Still feeling the grip of resentment (but wondering now if it was gripping me or I was gripping it?), I had dinner with my friends, William and Dana.  I recounted my struggle and with tears streaming down my face I said, “I just feel so broken in this, and I can’t even find the will to want to forgive.”  William pointed to his hand.  He has rheumatoid arthritis, and in fact, the very next day he was going into surgery for a shoulder replacement.  Two months ago, he had his hip replaced.  While pointing at his hand — his hand clenched shut — a visible sign of the unrelenting disease, he said, “Sharon, this is broken.  And even if I could fix it, then I’d need to fix the other hip, and then both knees, and then my elbow . . . I am broken and I can’t fix me.”  I have heard William rage about his overwhelming sense of powerlessness.  I have seen him in understandable despair.  But today he is in that unique place that very few people get to — fully aware of his own brokenness that he cannot control.

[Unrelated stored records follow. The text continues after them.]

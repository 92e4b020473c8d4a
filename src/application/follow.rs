//! Follow edge management.

use std::sync::Arc;

use thiserror::Error;
use tracing::info;

use crate::application::error::HttpError;
use crate::application::repos::{FollowsRepo, RepoError, UsersRepo};
use crate::application::viewer::Viewer;
use crate::domain::entities::UserRecord;
use crate::domain::error::{DomainError, OrNotFound};

const SOURCE: &str = "application::follow::FollowService";

#[derive(Debug, Error)]
pub enum FollowError {
    #[error(transparent)]
    Domain(#[from] DomainError),
    #[error(transparent)]
    Repo(#[from] RepoError),
}

impl From<FollowError> for HttpError {
    fn from(error: FollowError) -> Self {
        match error {
            FollowError::Domain(err) => HttpError::from_domain(SOURCE, &err),
            FollowError::Repo(err) => HttpError::from_repo(SOURCE, &err),
        }
    }
}

#[derive(Debug, Clone, Copy, PartialEq, Eq)]
pub enum FollowOutcome {
    Created,
    AlreadyFollowing,
    SelfFollowIgnored,
}

#[derive(Debug, Clone, Copy, PartialEq, Eq)]
pub enum UnfollowOutcome {
    Removed,
    NotFollowing,
}

#[derive(Clone)]
pub struct FollowService {
    users: Arc<dyn UsersRepo>,
    follows: Arc<dyn FollowsRepo>,
}

impl FollowService {
    pub fn new(users: Arc<dyn UsersRepo>, follows: Arc<dyn FollowsRepo>) -> Self {
        Self { users, follows }
    }

    /// Create the edge `viewer -> username`. Following yourself is a no-op.
    pub async fn follow(
        &self,
        viewer: &Viewer,
        username: &str,
    ) -> Result<(UserRecord, FollowOutcome), FollowError> {
        let author = self.target(username).await?;
        if author.id == viewer.id {
            return Ok((author, FollowOutcome::SelfFollowIgnored));
        }

        let outcome = if self.follows.insert_follow(viewer.id, author.id).await? {
            info!(
                target = "yatube::application::follow",
                follower = %viewer.username,
                author = %author.username,
                "follow edge created"
            );
            FollowOutcome::Created
        } else {
            FollowOutcome::AlreadyFollowing
        };
        Ok((author, outcome))
    }

    /// Remove the edge `viewer -> username` if it exists.
    pub async fn unfollow(
        &self,
        viewer: &Viewer,
        username: &str,
    ) -> Result<(UserRecord, UnfollowOutcome), FollowError> {
        let author = self.target(username).await?;
        let outcome = if self.follows.delete_follow(viewer.id, author.id).await? {
            info!(
                target = "yatube::application::follow",
                follower = %viewer.username,
                author = %author.username,
                "follow edge removed"
            );
            UnfollowOutcome::Removed
        } else {
            UnfollowOutcome::NotFollowing
        };
        Ok((author, outcome))
    }

    async fn target(&self, username: &str) -> Result<UserRecord, FollowError> {
        Ok(self
            .users
            .find_by_username(username)
            .await?
            .or_not_found("user")?)
    }
}
#[tokio::test]
async fn listings_split_thirteen_posts_into_ten_and_three() {
    let app = app();
    let leo = app.store.add_user("leo");
    let reader = app.store.add_user("reader");
    let cats = app.store.add_group("Cats", "cats");
    for n in 0..13 {
        app.store.add_post(&leo, &format!("Cat post number {n}"), Some(&cats));
    }
    app.store.follow_edge(reader.id, leo.id);

    let cases = [
        ("/", None),
        ("/group/cats/", None),
        ("/profile/leo/", None),
        ("/follow/", Some("reader")),
    ];
    for (path, viewer) in cases {
        let first = send(&app.public, get(path, viewer)).await;
        assert_eq!(first.status(), StatusCode::OK, "{path}");
        assert_eq!(card_count(&body_text(first).await), 10, "{path} page 1");

        let second = send(&app.public, get(&format!("{path}?page=2"), viewer)).await;
        assert_eq!(second.status(), StatusCode::OK, "{path}");
        assert_eq!(card_count(&body_text(second).await), 3, "{path} page 2");
    }
}

#[tokio::test]
async fn out_of_range_and_garbage_pages_are_clamped() {
    let app = app();
    let leo = app.store.add_user("leo");
    let cats = app.store.add_group("Cats", "cats");
    for n in 0..13 {
        app.store.add_post(&leo, &format!("Cat post number {n}"), Some(&cats));
    }

    let last = send(&app.public, get("/group/cats/?page=99", None)).await;
    assert_eq!(card_count(&body_text(last).await), 3);

    let garbage = send(&app.public, get("/group/cats/?page=abc", None)).await;
    assert_eq!(card_count(&body_text(garbage).await), 10);

    let negative = send(&app.public, get("/group/cats/?page=-4", None)).await;
    assert_eq!(card_count(&body_text(negative).await), 10);

    let huge = send(&app.public, get("/group/cats/?page=99999999999999999999", None)).await;
    assert_eq!(huge.status(), StatusCode::OK);
    assert_eq!(card_count(&body_text(huge).await), 3);
}

#[tokio::test]
async fn repeated_page_parameter_uses_the_last_value() {
    let app = app();
    let leo = app.store.add_user("leo");
    let cats = app.store.add_group("Cats", "cats");
    for n in 0..13 {
        app.store.add_post(&leo, &format!("Cat post number {n}"), Some(&cats));
    }

    for path in ["/", "/group/cats/", "/profile/leo/"] {
        let response = send(&app.public, get(&format!("{path}?page=1&page=2"), None)).await;
        assert_eq!(response.status(), StatusCode::OK, "{path}");
        assert_eq!(card_count(&body_text(response).await), 3, "{path}");
    }

    // The cached home page for `page=2` must not be served for `page=2&page=1`.
    let flipped = send(&app.public, get("/?page=2&page=1", None)).await;
    assert_eq!(card_count(&body_text(flipped).await), 10);
}

#[tokio::test]
async fn listings_are_newest_first() {
    let app = app();
    let leo = app.store.add_user("leo");
    app.store.add_post(&leo, "Older entry", None);
    app.store.add_post(&leo, "Newer entry", None);

    let html = body_text(send(&app.public, get("/profile/leo/", None)).await).await;
    let newer = html.find("Newer entry").expect("newer post rendered");
    let older = html.find("Older entry").expect("older post rendered");
    assert!(newer < older);
}

#[tokio::test]
async fn empty_feeds_render_a_single_empty_page() {
    let app = app();
    app.store.add_user("reader");

    let response = send(&app.public, get("/follow/", Some("reader"))).await;
    assert_eq!(response.status(), StatusCode::OK);
    let html = body_text(response).await;
    assert_eq!(card_count(&html), 0);
    assert!(html.contains("No posts yet."));
}

#[tokio::test]
async fn follow_then_unfollow_restores_edge_count() {
    let app = app();
    app.store.add_user("leo");
    app.store.add_user("reader");
    let before = app.store.follow_count();

    let response = send(
        &app.public,
        post_form("/profile/leo/follow/", Some("reader"), ""),
    )
    .await;
    assert_eq!(response.status(), StatusCode::SEE_OTHER);
    assert_eq!(location(&response), Some("/profile/leo/"));
    assert_eq!(app.store.follow_count(), before + 1);

    // Following again is idempotent.
    send(&app.public, get("/profile/leo/follow/", Some("reader"))).await;
    assert_eq!(app.store.follow_count(), before + 1);

    let response = send(&app.public, get("/profile/leo/unfollow/", Some("reader"))).await;
    assert_eq!(response.status(), StatusCode::SEE_OTHER);
    assert_eq!(app.store.follow_count(), before);
}

#[tokio::test]
async fn following_yourself_changes_nothing() {
    let app = app();
    app.store.add_user("leo");

    let response = send(&app.public, get("/profile/leo/follow/", Some("leo"))).await;
    assert_eq!(response.status(), StatusCode::SEE_OTHER);
    assert_eq!(location(&response), Some("/profile/leo/"));
    assert_eq!(app.store.follow_count(), 0);
}

#[tokio::test]
async fn unfollowing_without_an_edge_is_silent() {
    let app = app();
    app.store.add_user("leo");
    app.store.add_user("reader");

    let response = send(&app.public, get("/profile/leo/unfollow/", Some("reader"))).await;
    assert_eq!(response.status(), StatusCode::SEE_OTHER);
    assert_eq!(app.store.follow_count(), 0);
}

#[tokio::test]
async fn following_an_unknown_author_is_not_found() {
    let app = app();
    app.store.add_user("reader");

    let response = send(&app.public, get("/profile/ghost/follow/", Some("reader"))).await;
    assert_eq!(response.status(), StatusCode::NOT_FOUND);
}

#[tokio::test]
async fn profile_reflects_follow_state() {
    let app = app();
    let leo = app.store.add_user("leo");
    let reader = app.store.add_user("reader");

    let html = body_text(send(&app.public, get("/profile/leo/", Some("reader"))).await).await;
    assert!(html.contains("/profile/leo/follow/"));

    app.store.follow_edge(reader.id, leo.id);
    let html = body_text(send(&app.public, get("/profile/leo/", Some("reader"))).await).await;
    assert!(html.contains("/profile/leo/unfollow/"));

    let own = body_text(send(&app.public, get("/profile/leo/", Some("leo"))).await).await;
    assert!(!own.contains("/profile/leo/follow/"));
    assert!(!own.contains("/profile/leo/unfollow/"));
}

Betrayal and failure in relationships breaks us, and as the broken, brilliant writer Ernest Hemingway wrote, “The world breaks us all.”  Talking with William and Dana.  Looking at William . . . I know the only choice any of us have is whether we will be an unforgiving broken man or woman.  God knows that our hearts — my heart — is far more attuned to Him in the context of brokenness.  When I cling to resentment, I am an unforgiving broken woman.  When I let go of resentment, I am a forgiving broken woman.  Those are my choices.  Think about that.  Really, think about that.  No wonder we get stuck.

My friend Dan Allender says it this way, “And so God is gracious to give us [rat] poisoning and to bring us to our knees vomiting for a day and a half straight until you have nothing left in your stomach and you feel like you’re going to die, and yet now there is a new hunger that the food you’ve been eating can never satisfy again.”  Allender goes on to say that the new food God wants to feed us is dignity, strength, and humor.  Sounds a heck of a lot better than rat poison.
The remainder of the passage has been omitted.